WORK TO COMPLETE:
Which lines in the records below contain the word "PositionOptions"? Report each of them.

SOURCE DATA:
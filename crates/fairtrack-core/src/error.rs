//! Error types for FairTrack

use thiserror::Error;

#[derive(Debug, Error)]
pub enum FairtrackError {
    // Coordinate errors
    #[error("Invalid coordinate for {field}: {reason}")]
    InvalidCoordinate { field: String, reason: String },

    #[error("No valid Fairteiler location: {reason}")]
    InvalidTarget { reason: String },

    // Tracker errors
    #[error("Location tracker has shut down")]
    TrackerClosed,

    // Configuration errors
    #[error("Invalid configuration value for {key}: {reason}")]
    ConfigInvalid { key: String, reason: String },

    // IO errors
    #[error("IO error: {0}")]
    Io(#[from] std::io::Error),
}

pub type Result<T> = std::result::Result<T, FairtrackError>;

...

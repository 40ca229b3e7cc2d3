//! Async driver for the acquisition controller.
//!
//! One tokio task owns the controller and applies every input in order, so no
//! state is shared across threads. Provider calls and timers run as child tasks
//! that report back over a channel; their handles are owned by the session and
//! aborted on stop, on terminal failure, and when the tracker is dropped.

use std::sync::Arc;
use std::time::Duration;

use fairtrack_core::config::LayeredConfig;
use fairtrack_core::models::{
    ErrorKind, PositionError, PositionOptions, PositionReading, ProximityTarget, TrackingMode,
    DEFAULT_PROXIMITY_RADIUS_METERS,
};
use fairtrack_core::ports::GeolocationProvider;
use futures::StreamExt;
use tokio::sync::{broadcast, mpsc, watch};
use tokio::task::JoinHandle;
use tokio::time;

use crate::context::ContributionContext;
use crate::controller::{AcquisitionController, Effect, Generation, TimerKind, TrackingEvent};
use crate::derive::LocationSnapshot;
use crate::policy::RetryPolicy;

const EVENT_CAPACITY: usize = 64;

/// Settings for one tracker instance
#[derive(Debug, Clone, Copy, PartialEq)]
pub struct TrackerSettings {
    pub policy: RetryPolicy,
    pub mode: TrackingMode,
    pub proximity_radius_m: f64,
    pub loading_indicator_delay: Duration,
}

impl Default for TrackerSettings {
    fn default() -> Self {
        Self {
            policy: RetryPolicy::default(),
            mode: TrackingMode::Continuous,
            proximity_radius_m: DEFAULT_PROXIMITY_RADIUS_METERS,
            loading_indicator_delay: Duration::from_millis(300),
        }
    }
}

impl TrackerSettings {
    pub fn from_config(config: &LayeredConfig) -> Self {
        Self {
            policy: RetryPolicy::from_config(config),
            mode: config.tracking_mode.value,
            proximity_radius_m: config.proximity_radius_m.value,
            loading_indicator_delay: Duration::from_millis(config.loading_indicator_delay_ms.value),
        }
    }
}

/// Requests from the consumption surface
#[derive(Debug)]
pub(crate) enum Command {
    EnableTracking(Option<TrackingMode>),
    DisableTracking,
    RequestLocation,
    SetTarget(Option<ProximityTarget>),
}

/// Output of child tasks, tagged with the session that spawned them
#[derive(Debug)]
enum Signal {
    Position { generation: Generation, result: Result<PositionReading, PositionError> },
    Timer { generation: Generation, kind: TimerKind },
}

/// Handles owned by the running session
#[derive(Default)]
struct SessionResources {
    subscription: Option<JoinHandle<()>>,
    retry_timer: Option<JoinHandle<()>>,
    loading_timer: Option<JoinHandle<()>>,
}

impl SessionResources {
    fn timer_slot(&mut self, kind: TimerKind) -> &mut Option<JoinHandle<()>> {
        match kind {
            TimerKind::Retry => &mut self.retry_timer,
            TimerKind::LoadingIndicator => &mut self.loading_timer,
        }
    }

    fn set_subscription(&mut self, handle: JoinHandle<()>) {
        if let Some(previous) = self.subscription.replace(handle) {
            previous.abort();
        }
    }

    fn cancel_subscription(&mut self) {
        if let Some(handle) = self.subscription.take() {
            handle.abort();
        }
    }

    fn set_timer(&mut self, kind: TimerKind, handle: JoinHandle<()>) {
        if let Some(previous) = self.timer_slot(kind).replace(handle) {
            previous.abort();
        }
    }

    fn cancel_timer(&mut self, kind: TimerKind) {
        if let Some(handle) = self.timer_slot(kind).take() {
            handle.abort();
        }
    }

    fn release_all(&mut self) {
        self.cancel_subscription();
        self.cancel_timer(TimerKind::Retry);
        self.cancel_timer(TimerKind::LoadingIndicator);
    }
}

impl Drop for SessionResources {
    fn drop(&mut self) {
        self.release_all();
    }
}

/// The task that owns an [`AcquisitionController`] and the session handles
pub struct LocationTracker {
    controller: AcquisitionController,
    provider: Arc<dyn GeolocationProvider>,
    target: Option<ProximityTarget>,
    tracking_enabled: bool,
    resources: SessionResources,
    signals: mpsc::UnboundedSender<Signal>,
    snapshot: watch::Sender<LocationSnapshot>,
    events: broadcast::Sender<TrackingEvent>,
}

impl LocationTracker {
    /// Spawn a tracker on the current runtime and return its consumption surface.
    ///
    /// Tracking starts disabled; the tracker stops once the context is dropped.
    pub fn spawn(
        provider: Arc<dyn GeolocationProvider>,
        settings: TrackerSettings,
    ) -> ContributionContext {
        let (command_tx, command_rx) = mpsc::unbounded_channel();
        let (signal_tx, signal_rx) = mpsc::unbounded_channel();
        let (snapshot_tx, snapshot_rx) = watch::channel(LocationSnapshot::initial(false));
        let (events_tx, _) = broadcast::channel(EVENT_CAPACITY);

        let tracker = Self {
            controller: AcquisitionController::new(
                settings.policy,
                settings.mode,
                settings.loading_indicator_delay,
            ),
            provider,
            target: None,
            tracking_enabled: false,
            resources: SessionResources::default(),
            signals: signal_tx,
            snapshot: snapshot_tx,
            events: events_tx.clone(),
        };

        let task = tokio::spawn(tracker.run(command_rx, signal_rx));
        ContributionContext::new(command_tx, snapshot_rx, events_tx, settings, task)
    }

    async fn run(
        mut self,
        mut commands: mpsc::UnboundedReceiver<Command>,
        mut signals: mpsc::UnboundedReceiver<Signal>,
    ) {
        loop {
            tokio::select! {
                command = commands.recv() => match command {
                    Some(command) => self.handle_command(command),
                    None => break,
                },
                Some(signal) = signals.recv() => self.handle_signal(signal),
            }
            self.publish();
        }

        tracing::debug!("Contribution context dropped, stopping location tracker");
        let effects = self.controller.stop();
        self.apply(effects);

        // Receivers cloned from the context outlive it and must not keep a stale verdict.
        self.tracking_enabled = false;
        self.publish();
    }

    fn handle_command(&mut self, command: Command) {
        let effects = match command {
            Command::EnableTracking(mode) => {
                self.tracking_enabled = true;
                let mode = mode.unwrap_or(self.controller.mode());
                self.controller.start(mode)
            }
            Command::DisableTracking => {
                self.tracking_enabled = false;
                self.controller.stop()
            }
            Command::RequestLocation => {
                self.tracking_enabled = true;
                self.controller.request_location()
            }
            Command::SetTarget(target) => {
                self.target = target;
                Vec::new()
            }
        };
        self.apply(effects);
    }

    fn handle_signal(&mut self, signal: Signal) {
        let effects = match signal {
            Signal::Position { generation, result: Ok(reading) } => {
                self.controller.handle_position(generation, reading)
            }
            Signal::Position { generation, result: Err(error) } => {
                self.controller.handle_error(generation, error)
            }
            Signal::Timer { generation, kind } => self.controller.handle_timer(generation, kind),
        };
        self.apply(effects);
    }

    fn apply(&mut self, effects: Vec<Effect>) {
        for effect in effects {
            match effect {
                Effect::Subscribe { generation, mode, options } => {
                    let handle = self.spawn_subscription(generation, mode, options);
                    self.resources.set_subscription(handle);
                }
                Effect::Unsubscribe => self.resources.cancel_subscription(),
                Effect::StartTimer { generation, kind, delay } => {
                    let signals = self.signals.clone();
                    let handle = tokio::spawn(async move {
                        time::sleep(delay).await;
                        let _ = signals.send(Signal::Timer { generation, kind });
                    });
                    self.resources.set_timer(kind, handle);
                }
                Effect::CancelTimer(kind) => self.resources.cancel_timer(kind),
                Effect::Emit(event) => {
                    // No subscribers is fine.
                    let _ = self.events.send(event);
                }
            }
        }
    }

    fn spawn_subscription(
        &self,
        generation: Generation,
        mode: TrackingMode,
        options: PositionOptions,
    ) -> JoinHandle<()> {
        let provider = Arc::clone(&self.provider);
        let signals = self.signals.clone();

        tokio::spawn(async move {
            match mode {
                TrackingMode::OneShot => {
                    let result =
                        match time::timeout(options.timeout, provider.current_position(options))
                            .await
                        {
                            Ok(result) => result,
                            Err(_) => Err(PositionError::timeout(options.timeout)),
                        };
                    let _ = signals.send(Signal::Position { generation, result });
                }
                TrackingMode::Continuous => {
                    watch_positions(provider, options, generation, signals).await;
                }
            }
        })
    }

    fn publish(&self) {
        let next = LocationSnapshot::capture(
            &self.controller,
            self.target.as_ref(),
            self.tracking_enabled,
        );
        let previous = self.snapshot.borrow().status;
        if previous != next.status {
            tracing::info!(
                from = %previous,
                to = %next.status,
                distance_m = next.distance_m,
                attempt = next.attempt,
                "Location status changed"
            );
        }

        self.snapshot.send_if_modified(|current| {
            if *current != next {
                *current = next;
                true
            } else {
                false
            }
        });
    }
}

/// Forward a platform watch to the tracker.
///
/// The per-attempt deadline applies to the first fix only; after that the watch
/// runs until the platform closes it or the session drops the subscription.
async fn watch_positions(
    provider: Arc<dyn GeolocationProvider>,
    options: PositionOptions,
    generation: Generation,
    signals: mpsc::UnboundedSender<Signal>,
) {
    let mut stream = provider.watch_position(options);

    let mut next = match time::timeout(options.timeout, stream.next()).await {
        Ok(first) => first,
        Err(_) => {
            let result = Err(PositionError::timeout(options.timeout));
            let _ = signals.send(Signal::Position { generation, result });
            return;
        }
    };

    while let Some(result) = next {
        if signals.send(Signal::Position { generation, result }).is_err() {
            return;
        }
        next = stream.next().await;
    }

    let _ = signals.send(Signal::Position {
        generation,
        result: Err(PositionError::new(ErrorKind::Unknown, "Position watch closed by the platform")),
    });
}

---

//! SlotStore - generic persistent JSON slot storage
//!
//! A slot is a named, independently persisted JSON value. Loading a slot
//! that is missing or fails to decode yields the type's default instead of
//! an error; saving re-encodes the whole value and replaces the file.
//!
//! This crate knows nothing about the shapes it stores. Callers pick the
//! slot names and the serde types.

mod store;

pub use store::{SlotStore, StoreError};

TASK RESULT:
    ErrorKind, PositionError, PositionOptions, PositionReading, ProximityTarget, TrackingMode,
        options: PositionOptions,
    options: PositionOptions,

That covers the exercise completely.